Lavigny, 5 septembre.

J’ai été sur pied de bonne heure, malgré la fatigue de la veille. Pas de traces de l’orage d’hier au soir, un radieux soleil, un ciel limpide sourient à la terre émue. La campagne est calme, reposée, rafraîchie, j’aspire un air plein d’arômes, j’ai le cœur dilaté de bien-être, épanoui d’un bonheur inénarrable, trop senti pour pouvoir être rendu, Je suis prédisposé à tous les mouvements louables, généreux, bienveillants, nobles ; l’idée de Dieu me remplit ; les hommes me paraissent généralement bons, honnêtes, portés au bien ; le mal, le vice, le crime me semblent de très rares exceptions. Je voudrais épancher la sensibilité, l’exaltation, le ravissement que cette incomparable nature de la vallée du Léman fait naître en moi. Comment traduire par des mots cette poésie qui me transporte ! Je cherche, sans pouvoir les trouver, des expressions, des phrases, des épithètes, des périodes qui peignent dignement ma pensée ; tout ce qui me vient à l’esprit quand je veux écrire, fixer et conserver mes impressions, est pâle, indigne d’elles, insuffisant. — Je renonce à une entreprise trop au-dessus de mes forces ; et d’ailleurs à quoi bon peindre ?... mieux vaut jouir et sentir.

À l’extrémité orientale d’Aubonne, une ravissante promenade en esplanade, oblongue, ombragée de vieux marronniers et de tilleuls, domine le lac ; au milieu s’étend une pelouse fine et molle, il y a dans les allées un tir et des planchers pour les danses champêtres du dimanche : tout autour règne un parapet de pierres où je me suis installé contemplant tour à tour la Côte et ses riants villages de vignerons, l’eau pailletée, diamantée, scintillante, et la longue avenue d’énormes peupliers d’Italie qui, par une pente douce, aboutit à la grande route de Genève, entretenue avec autant de soin que l’allée sablée d’un immense parc.

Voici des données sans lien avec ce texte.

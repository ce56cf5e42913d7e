//! Contrato de acceso a datos
//!
//! Los controllers sólo hablan con `DataStore`. Hay dos implementaciones:
//! `PgStore` (PostgreSQL vía sqlx) y `MemoryStore` (tests y modo demo).

use async_trait::async_trait;
use uuid::Uuid;

use crate::dto::audit_dto::AuditLogFilters;
use crate::dto::client_dto::ClientFilters;
use crate::dto::service_dto::ServiceFilters;
use crate::dto::transaction_dto::TransactionFilters;
use crate::dto::vehicle_dto::VehicleFilters;
use crate::models::{
    AuditLog, Client, Service, ServiceChecklistItem, Transaction, Vehicle,
};
use crate::utils::errors::AppResult;

/// Alta de un servicio con su checklist y su cobro, confirmada como una unidad
#[derive(Debug, Clone)]
pub struct ServiceBundle {
    pub service: Service,
    pub checklist: Vec<ServiceChecklistItem>,
    pub transaction: Option<Transaction>,
    pub audit: AuditLog,
}

/// Efectos de una transferencia de vehículo, confirmados como una unidad.
///
/// Al confirmar, el vehículo debe seguir perteneciendo a `seller_id`;
/// si no, no se aplica nada y se devuelve `AppError::Conflict`.
#[derive(Debug, Clone)]
pub struct TransferPlan {
    pub vehicle_id: Uuid,
    pub seller_id: Uuid,
    pub new_owner_id: Uuid,
    pub service: Service,
    pub checklist: Vec<ServiceChecklistItem>,
    pub transaction: Transaction,
    pub audit: AuditLog,
}

#[async_trait]
pub trait DataStore: Send + Sync {
    // Clients
    async fn list_clients(&self, filters: &ClientFilters) -> AppResult<Vec<Client>>;
    async fn find_client(&self, id: Uuid) -> AppResult<Option<Client>>;
    async fn upsert_client(&self, client: &Client) -> AppResult<Client>;
    /// Borra el cliente y sus dependientes; false si no existía
    async fn delete_client(&self, id: Uuid) -> AppResult<bool>;

    // Vehicles
    async fn list_vehicles(&self, filters: &VehicleFilters) -> AppResult<Vec<Vehicle>>;
    async fn find_vehicle(&self, id: Uuid) -> AppResult<Option<Vehicle>>;
    async fn find_vehicle_by_plate(&self, plate: &str) -> AppResult<Option<Vehicle>>;
    /// En vehículos existentes conserva el dueño guardado
    async fn upsert_vehicle(&self, vehicle: &Vehicle) -> AppResult<Vehicle>;
    async fn delete_vehicle(&self, id: Uuid) -> AppResult<bool>;

    // Services
    async fn list_services(&self, filters: &ServiceFilters) -> AppResult<Vec<Service>>;
    async fn find_service(&self, id: Uuid) -> AppResult<Option<Service>>;
    async fn upsert_service(&self, service: &Service) -> AppResult<Service>;
    async fn delete_service(&self, id: Uuid) -> AppResult<bool>;
    async fn commit_service(&self, bundle: &ServiceBundle) -> AppResult<()>;

    // Checklist
    async fn list_checklist_items(&self, service_id: Uuid) -> AppResult<Vec<ServiceChecklistItem>>;
    async fn find_checklist_item(&self, id: Uuid) -> AppResult<Option<ServiceChecklistItem>>;
    async fn upsert_checklist_item(&self, item: &ServiceChecklistItem) -> AppResult<ServiceChecklistItem>;
    async fn delete_checklist_item(&self, id: Uuid) -> AppResult<bool>;

    // Transactions
    async fn list_transactions(&self, filters: &TransactionFilters) -> AppResult<Vec<Transaction>>;
    async fn find_transaction(&self, id: Uuid) -> AppResult<Option<Transaction>>;
    async fn upsert_transaction(&self, transaction: &Transaction) -> AppResult<Transaction>;
    async fn delete_transaction(&self, id: Uuid) -> AppResult<bool>;

    // Audit (append-only)
    async fn append_audit_log(&self, entry: &AuditLog) -> AppResult<()>;
    async fn list_audit_logs(&self, filters: &AuditLogFilters) -> AppResult<Vec<AuditLog>>;

    // Workflows
    async fn commit_transfer(&self, plan: &TransferPlan) -> AppResult<()>;
}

Tous les clochers des paroisses qui entourent Aubonne se sont mis à chanter neuf heures avec des voix et des tons différents, depuis la basse jusqu’au ténor, depuis le contralto jusqu’au soprano. Le timbre grave de l’église de Lavigny m’a plu singulièrement, le village, assis sur un côteau, n’est séparé de la ville que par une courte distance et le ravin boisé que j’ai traversé hier à la brune en compagnie de la petite Marie. J’en ai pris le chemin et j’y suis arrivé bientôt.

C’est un lieu avenant, fort bien situé au-dessus d’un rideau de vignes d’où monte le bruit sec de la houe, je vois la promenade d’Aubonne et la ville bâtie comme l’étaient tous les bourgs fortifiés du moyen-âge.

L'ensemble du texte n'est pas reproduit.